LInen Closet Towels Folded

Opening the door to a neatly organized linen closet is truly a pleasure. Being able to easily put away sheets and towels, quickly find first aid or toiletry supplies…aaahh. Here’s how to go about it.

Start with a blank slate

Empty everything out into a laundry basket or nearby area and wipe down the shelves. Lining the shelves with contact paper is an added bonus. Follow the usual steps of SORT, GATHER LIKE ITEMS TOGETHER and PURGE really gets the amount down to what you want to keep. Toss out ratty towels or sheets and expired toiletries.

Towels

Separate hand towels and washcloths from bath towels. A basket or container can be useful to store these next to larger towels or they can just be folded on the shelf. Play with the folding of your towels to maximize how shelves are used. Folding in thirds often takes up less width of the shelf. Storing the towels with the folded edge facing out creates a very neat look.
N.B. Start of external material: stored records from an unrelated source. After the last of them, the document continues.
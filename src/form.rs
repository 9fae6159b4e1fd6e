//! The work-hours form: four text fields and the result last shown for them.

use crate::error::{CalcError, Field};
use crate::work::calculator::{self, CalculationResult};
use chrono::NaiveDate;
use serde::{Deserialize, Serialize};

pub const DEFAULT_REQUIRED_HOURS: &str = "07:45";

/// Whether the form is currently showing a result.
#[derive(Debug, Clone, Copy, PartialEq, Eq, Serialize)]
#[serde(rename_all = "lowercase")]
pub enum Phase {
    Idle,
    Resolved,
}

#[derive(Debug, Clone, PartialEq, Eq, Serialize, Deserialize)]
pub struct Form {
    #[serde(default)]
    pub login_time: String,
    #[serde(default = "default_required_hours")]
    pub required_hours: String,
    #[serde(default)]
    pub effective_hours: String,
    #[serde(default)]
    pub last_login_time: String,
    #[serde(default)]
    pub result: Option<CalculationResult>,
}

fn default_required_hours() -> String {
    DEFAULT_REQUIRED_HOURS.to_string()
}

impl Default for Form {
    fn default() -> Self {
        Self::with_required(DEFAULT_REQUIRED_HOURS)
    }
}

impl Form {
    /// An idle form with `required_hours` pre-filled.
    pub fn with_required(required_hours: &str) -> Self {
        Self {
            login_time: String::new(),
            required_hours: required_hours.to_string(),
            effective_hours: String::new(),
            last_login_time: String::new(),
            result: None,
        }
    }

    pub fn phase(&self) -> Phase {
        if self.result.is_some() {
            Phase::Resolved
        } else {
            Phase::Idle
        }
    }

    pub fn get(&self, field: Field) -> &str {
        match field {
            Field::LoginTime => &self.login_time,
            Field::RequiredHours => &self.required_hours,
            Field::EffectiveHours => &self.effective_hours,
            Field::LastLoginTime => &self.last_login_time,
        }
    }

    /// Edit one field. The result on display stays until the next calculate or clear.
    pub fn set(&mut self, field: Field, value: impl Into<String>) {
        let value = value.into();
        match field {
            Field::LoginTime => self.login_time = value,
            Field::RequiredHours => self.required_hours = value,
            Field::EffectiveHours => self.effective_hours = value,
            Field::LastLoginTime => self.last_login_time = value,
        }
    }

    /// Run the calculator over the current fields.
    ///
    /// On failure nothing changes: a previous result stays on display.
    pub fn calculate(&mut self, today: NaiveDate) -> Result<&CalculationResult, CalcError> {
        let result = calculator::calculate_text(
            &self.login_time,
            &self.required_hours,
            &self.effective_hours,
            &self.last_login_time,
            today,
        )?;
        Ok(self.result.insert(result))
    }

    /// Back to an idle form with `required_hours` reset to `default_required`.
    pub fn clear(&mut self, default_required: &str) {
        *self = Self::with_required(default_required);
    }
}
If you know you or your family would never maintain a particular way of folding, don’t worry about it! Just make sure you limit your towel collection to what will comfortably fit on the shelf – no cramming and shoving to get them in there.

Sheets

There are different organizing options to choose from when it comes to sheets:

  • Rolled or folded together
    • Why bother folding at all? Space!  Wadded sheets that can’t stack or fit together tightly take up a lot more space.
  • OPTION: group each set into one of its pillow cases (fitted, flat, pillow case)
  • OPTION: group separate parts & sizes – all twin fitted together, all queen flat together, etc.
  • Consider keeping sheet sets in the rooms they go in to create more space in the linen closet
  • Low use sheets – such as for the guest bed or off-season, keep lower shelves or in the back.

Have you always wondered how to fold that pesky fitted sheet into a square?? Learn how here! (Thanks YouTube)

Toiletries

  • Open baskets or containers for often used or tall items.
  • Clear lidded (and labeled, of course) containers to separate by category – first aid, medicines, toiletries, travel size & accessories. The reason to use lids? Stackability! Use all that vertical space between each shelf.

Bath Mats, Beach Towels, Blankets and Pillows, Oh My!

  • Where possible use lower and upper shelves for these lower use items.
  • Zippered SKUBB containers have a bit more structure than the typical clear storage bags. These work well for pillows and blankets; you could even group together a guest’s favorite pillow and sheet set for their next visit
  • If your linen closet is crammed with your high-use items you may need to find homes for these things in other rooms or closets

Labeling

Label the shelf, the container with a tag. Painter’s tape or masking works well if you don’t have a label maker. Even if you aren’t channeling your inner Marth Stewart, labeling is especially useful to guide other people (spouses, kids, housekeepers) to help in putting away laundry and not making a new disaster out of the closet.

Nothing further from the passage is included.